Market Risks. The market for the Medicsight system may be slower to develop or smaller than estimated or it may be more difficult to build the market than anticipated. The medical community may resist the Medicsight system or be slower to accept it than we expect. Revenues from the Lifesyne scanning centers and the licensing of the Medicsight system may be delayed or costs may be higher than expected which may result in the Company requiring additional funding.
Regulatory Risks. The Medicsight system is subject to regulatory requirements in both the United States and Europe. Approval may be delayed or result in additional costs to the development of the Medicsight system.
Competitive Risks. There are a number of groups and organizations, such as software companies in the medical imaging field, scanner manufacturers, screening companies and other healthcare providers, that have an interest in developing a competitive offering to the Medicsight system. These potential competitors may have significantly greater resources than the Company. We cannot make any assurance that they will not attempt to develop such offerings, that they will not be successful in developing such offerings or that any offerings they do develop will not have a competitive edge versus the Medicsight system.
Other Risks. The Company's ability to deliver the software could be hindered by such risks as the loss of key personnel, our patents being successfully challenged or our credit facilities reduced or terminated.
Recent Acquisitions/Dispositions
Software. On April 21, 2000, the Company acquired through a stock for stock tender offer approximately 76.73% of the outstanding ordinary shares of Radical Technology PLC (subsequently renamed HTTP Software PLC) ("Software"). Through subsequent additional issuances of stock the Company has acquired 99.5% of Software's outstanding common stock in exchange for 850,090 shares of the Company's common stock, which was valued at $12,748,000. The costs incurred in the acquisition of $277,000 are included in the cost of the investment. The acquisition of Software has been accounted for using the purchase method of accounting and, accordingly, the assets acquired and liabilities assumed have been recorded at their fair values as of the date of the acquisition.

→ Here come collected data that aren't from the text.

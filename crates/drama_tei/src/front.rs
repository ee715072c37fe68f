//! Front matter: everything before the title paragraph, rendered inside
//! `<div type="Introducción">`.

use itertools::Itertools;
use tracing::debug;

use crate::docx::{Block, Cell, Footnotes, Paragraph, Run, Table};
use crate::inline::{FootnoteKind, format_paragraph};
use crate::style;

/// Indentation of the children of `<div type="Introducción">`.
pub const FRONT_INDENT: usize = 8;
const STEP: usize = 2;

const HEADING_SIGIL: char = '#';

pub fn process_front(blocks: &[Block], footnotes: &Footnotes) -> Vec<String> {
    let mut walker = FrontWalker::new(footnotes);
    for block in blocks {
        match block {
            Block::Paragraph(paragraph) => walker.paragraph(paragraph),
            Block::Table(table) => {
                walker.close_speech();
                for line in table_to_tei(table, footnotes) {
                    walker.emit(line);
                }
            }
        }
    }
    walker.finish()
}

struct FrontWalker<'a> {
    footnotes: &'a Footnotes,
    lines: Vec<String>,
    /// Levels of the open sub-sections, outermost first.
    sections: Vec<usize>,
    next_section: u32,
    prologue_seen: bool,
    speech: bool,
}

impl<'a> FrontWalker<'a> {
    fn new(footnotes: &'a Footnotes) -> Self {
        FrontWalker {
            footnotes,
            lines: Vec::new(),
            sections: Vec::new(),
            next_section: 1,
            prologue_seen: false,
            speech: false,
        }
    }

    fn emit(&mut self, line: impl AsRef<str>) {
        let pad = FRONT_INDENT + STEP * (self.sections.len() + self.speech as usize);
        self.lines.push(format!("{:pad$}{}", "", line.as_ref(), pad = pad));
    }

    fn format(&self, paragraph: &Paragraph) -> String {
        format_paragraph(paragraph, self.footnotes, FootnoteKind::Intro)
    }

    fn paragraph(&mut self, paragraph: &Paragraph) {
        let text = paragraph.text();
        let text = text.trim();
        if text.is_empty() || text.to_lowercase() == "introducción" {
            return;
        }

        if !self.prologue_seen && text.to_lowercase().contains("prólogo") {
            self.close_speech();
            self.prologue_seen = true;
            let (_, heading) = strip_heading_marks(paragraph);
            let markup = self.format(&heading);
            self.emit(format!(r#"<head type="divTitle" subtype="MenuLevel_1">{}</head>"#, markup));
            return;
        }

        if text.starts_with(HEADING_SIGIL) {
            self.close_speech();
            let (level, heading) = strip_heading_marks(paragraph);
            if heading.text().trim().to_lowercase() == "prólogo" {
                debug!("duplicate prologue heading skipped");
                return;
            }
            self.open_section(level, &heading);
            return;
        }

        match paragraph.style.as_deref() {
            Some(style::QUOTE) => {
                self.close_speech();
                let markup = self.format(paragraph);
                self.emit(r#"<cit rend="blockquote">"#);
                self.emit(format!("  <quote>{}</quote>", markup));
                self.emit("</cit>");
            }
            Some(style::SPEAKER) => {
                self.close_speech();
                let markup = self.format(paragraph);
                self.emit("<sp>");
                self.speech = true;
                self.emit(format!("<speaker>{}</speaker>", markup));
            }
            Some(style::VERSE) if self.speech => {
                let markup = self.format(paragraph);
                self.emit(format!("<l>{}</l>", markup));
            }
            Some(style::PROSE) if self.speech => {
                let markup = self.format(paragraph);
                self.emit(format!("<p>{}</p>", markup));
            }
            _ => {
                self.close_speech();
                let markup = self.format(paragraph);
                if !markup.is_empty() {
                    self.emit(format!("<p>{}</p>", markup));
                }
            }
        }
    }

    fn open_section(&mut self, level: usize, heading: &Paragraph) {
        while self.sections.last().is_some_and(|open| *open >= level) {
            self.sections.pop();
            self.emit("</div>");
        }
        let markup = self.format(heading);
        self.emit(format!(r#"<div type="subsection" n="{}">"#, self.next_section));
        self.next_section += 1;
        self.sections.push(level);
        self.emit(format!(
            r#"<head type="divTitle" subtype="MenuLevel_{}">{}</head>"#,
            level + 1,
            markup
        ));
    }

    fn close_speech(&mut self) {
        if self.speech {
            self.speech = false;
            self.emit("</sp>");
        }
    }

    fn finish(mut self) -> Vec<String> {
        self.close_speech();
        while self.sections.pop().is_some() {
            self.emit("</div>");
        }
        self.lines
    }
}

/// Removes the leading `#` marks and returns how many there were.
fn strip_heading_marks(paragraph: &Paragraph) -> (usize, Paragraph) {
    let mut level = 0;
    let mut stripping = true;
    let mut runs = Vec::with_capacity(paragraph.runs.len());
    for run in &paragraph.runs {
        if !stripping || run.footnote.is_some() {
            stripping = false;
            runs.push(run.clone());
            continue;
        }
        let trimmed = run.text.trim_start();
        let rest = trimmed.trim_start_matches(HEADING_SIGIL);
        level += trimmed.len() - rest.len();
        let rest = rest.trim_start();
        if rest.is_empty() {
            continue;
        }
        stripping = false;
        runs.push(Run { text: rest.to_string(), ..run.clone() });
    }
    let stripped = Paragraph { style: paragraph.style.clone(), runs, in_table: paragraph.in_table };
    (level.max(1), stripped)
}

const SUMMARY_KEYS: &[&str] = &["total", "resumen"];

/// Renders a table as `<table rend="rules">`. Lines are indented relative to
/// the `<table>` element.
///
/// The first row is a header, followed by an empty spacer row. A row whose
/// only text is in its first cell is a section row spanning every column.
/// Rows starting with `Total` or `Resumen` (all cells filled) are summary
/// rows and are set in bold.
pub fn table_to_tei(table: &Table, footnotes: &Footnotes) -> Vec<String> {
    let columns = table.column_count();
    let cell_markup = |cell: &Cell| {
        cell.paragraphs
            .iter()
            .map(|p| format_paragraph(p, footnotes, FootnoteKind::Intro))
            .filter(|m| !m.is_empty())
            .join("<lb/>")
    };

    let mut lines = vec![r#"<table rend="rules">"#.to_string()];
    let Some((header, rows)) = table.rows.split_first() else {
        lines.push("</table>".to_string());
        return lines;
    };

    lines.push(r#"  <row role="label">"#.to_string());
    for cell in header {
        lines.push(format!(
            r#"    <cell rend="both"><hi rend="italic" style="font-weight:bold">{}</hi></cell>"#,
            cell_markup(cell)
        ));
    }
    lines.push("  </row>".to_string());

    lines.push("  <row>".to_string());
    for _ in 0..columns {
        lines.push(r#"    <cell rend="both"> </cell>"#.to_string());
    }
    lines.push("  </row>".to_string());

    for row in rows {
        let texts: Vec<String> = row.iter().map(|c| c.text().trim().to_string()).collect();
        let first = texts.first().map(String::as_str).unwrap_or("");

        if !first.is_empty() && texts.iter().skip(1).all(String::is_empty) {
            lines.push("  <row>".to_string());
            lines.push(format!(
                r#"    <cell rend="both" cols="{}"><hi rend="italic" style="font-weight:bold">{}</hi></cell>"#,
                columns,
                cell_markup(&row[0])
            ));
            lines.push("  </row>".to_string());
            continue;
        }

        let key = first.to_lowercase();
        let summary = SUMMARY_KEYS.contains(&key.as_str()) && texts.iter().all(|t| !t.is_empty());

        lines.push("  <row>".to_string());
        for (i, (cell, text)) in row.iter().zip(&texts).enumerate() {
            if text.is_empty() {
                lines.push(r#"    <cell rend="both"> </cell>"#.to_string());
                continue;
            }
            let markup = cell_markup(cell);
            let line = if !summary {
                format!(r#"    <cell rend="both">{}</cell>"#, markup)
            } else if key == "total" && i > 0 {
                format!(r#"    <cell rend="both"><hi style="font-weight:bold">{}</hi></cell>"#, markup)
            } else {
                format!(
                    r#"    <cell rend="both"><hi rend="italic" style="font-weight:bold">{}</hi></cell>"#,
                    markup
                )
            };
            lines.push(line);
        }
        lines.push("  </row>".to_string());
    }

    lines.push("</table>".to_string());
    lines
}

#[cfg(test)]
mod tests {
    use super::*;

    fn front(blocks: Vec<Block>) -> Vec<String> {
        process_front(&blocks, &Footnotes::new())
    }

    fn para(style: Option<&str>, text: &str) -> Block {
        Block::Paragraph(Paragraph::new(style, vec![Run::plain(text)]))
    }

    fn trimmed(lines: &[String]) -> Vec<&str> {
        lines.iter().map(|l| l.trim()).collect()
    }

    fn table(rows: &[&[&str]]) -> Table {
        Table {
            rows: rows
                .iter()
                .map(|row| {
                    row.iter()
                        .map(|t| Cell { paragraphs: vec![Paragraph::unstyled(t)] })
                        .collect()
                })
                .collect(),
        }
    }

    #[test]
    fn test_prologue_and_sections() {
        let lines = front(vec![
            para(None, "Introducción"),
            para(None, "PRÓLOGO"),
            para(None, "# La comedia"),
            para(None, "Texto."),
            para(None, "## Fecha"),
            para(None, "Hacia 1613."),
            para(None, "# Prólogo"),
            para(None, "# Esta edición"),
        ]);

        assert_eq!(
            lines,
            vec![
                r#"        <head type="divTitle" subtype="MenuLevel_1">PRÓLOGO</head>"#,
                r#"        <div type="subsection" n="1">"#,
                r#"          <head type="divTitle" subtype="MenuLevel_2">La comedia</head>"#,
                r#"          <p>Texto.</p>"#,
                r#"          <div type="subsection" n="2">"#,
                r#"            <head type="divTitle" subtype="MenuLevel_3">Fecha</head>"#,
                r#"            <p>Hacia 1613.</p>"#,
                r#"          </div>"#,
                r#"        </div>"#,
                r#"        <div type="subsection" n="3">"#,
                r#"          <head type="divTitle" subtype="MenuLevel_2">Esta edición</head>"#,
                r#"        </div>"#,
            ]
        );
    }

    #[test]
    fn test_heading_marks_inside_italics() {
        let lines = front(vec![Block::Paragraph(Paragraph::new(
            None,
            vec![Run::italic("# "), Run::italic("Sinopsis")],
        ))]);
        assert_eq!(
            lines[1].trim(),
            r#"<head type="divTitle" subtype="MenuLevel_2"><hi rend="italic">Sinopsis</hi></head>"#
        );
    }

    #[test]
    fn test_quote_and_dialogue() {
        let lines = front(vec![
            para(Some("Cita"), "Todo es comedia."),
            para(Some("Personaje"), "FINEA"),
            para(Some("Verso"), "¿Qué es esto?"),
            para(Some("Prosa"), "Dice."),
            para(None, "Comentario."),
        ]);
        assert_eq!(
            trimmed(&lines),
            vec![
                r#"<cit rend="blockquote">"#,
                "<quote>Todo es comedia.</quote>",
                "</cit>",
                "<sp>",
                "<speaker>FINEA</speaker>",
                "<l>¿Qué es esto?</l>",
                "<p>Dice.</p>",
                "</sp>",
                "<p>Comentario.</p>",
            ]
        );
        assert_eq!(lines[5], "          <l>¿Qué es esto?</l>");
    }

    #[test]
    fn test_intro_footnotes() {
        let mut footnotes = Footnotes::new();
        footnotes.insert("1".to_string(), vec![Run::plain("Véase la edición de 1617.")]);
        let blocks = vec![Block::Paragraph(Paragraph::new(
            None,
            vec![Run::plain("Texto"), Run::footnote("1"), Run::plain(".")],
        ))];
        let lines = process_front(&blocks, &footnotes);
        assert_eq!(
            lines[0].trim(),
            r#"<p>Texto<note type="intro" n="1">Véase la edición de 1617.</note>.</p>"#
        );
    }

    #[test]
    fn test_table_rows() {
        let lines = table_to_tei(
            &table(&[
                &["Acto", "Versos", "Estrofa"],
                &["Acto primero", "", ""],
                &["1-20", "20", "redondillas"],
                &["Total", "20", "100%"],
            ]),
            &Footnotes::new(),
        );
        let lines = trimmed(&lines);

        assert_eq!(lines[0], r#"<table rend="rules">"#);
        assert_eq!(lines[1], r#"<row role="label">"#);
        assert_eq!(lines[2], r#"<cell rend="both"><hi rend="italic" style="font-weight:bold">Acto</hi></cell>"#);
        assert_eq!(lines[6], "<row>");
        assert_eq!(lines[7], r#"<cell rend="both"> </cell>"#);
        assert!(lines.contains(&r#"<cell rend="both" cols="3"><hi rend="italic" style="font-weight:bold">Acto primero</hi></cell>"#));
        assert!(lines.contains(&r#"<cell rend="both">redondillas</cell>"#));
        assert!(lines.contains(&r#"<cell rend="both"><hi rend="italic" style="font-weight:bold">Total</hi></cell>"#));
        assert!(lines.contains(&r#"<cell rend="both"><hi style="font-weight:bold">100%</hi></cell>"#));
        assert_eq!(lines.last(), Some(&"</table>"));
    }

    #[test]
    fn test_table_inside_section_is_indented() {
        let lines = front(vec![para(None, "# Sinopsis"), Block::Table(table(&[&["A"], &["x"]]))]);
        assert_eq!(lines[2], r#"          <table rend="rules">"#);
        assert_eq!(lines.last().map(String::as_str), Some("        </div>"));
    }
}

The excess of the purchase price over the fair value of the assets acquired and liabilities assumed has been assigned to in process research and development, other identifiable intangibles including trademarks, workforce, covenant not to compete, software development costs and existing contracts, and the remaining amount has been recorded as excess of purchase price over net assets acquired on the accompanying balance sheet. The fair values have been based on an independent valuation. The value assigned to in-process research and development, $181,000, was expensed in software development costs written off in Fiscal 2000. The technology and covenant not to compete were impaired in full in Fiscal 2000 as the technology acquired was not to be developed into a commercial product. The trademark, contracts and workforce were fully impaired in Fiscal 2001.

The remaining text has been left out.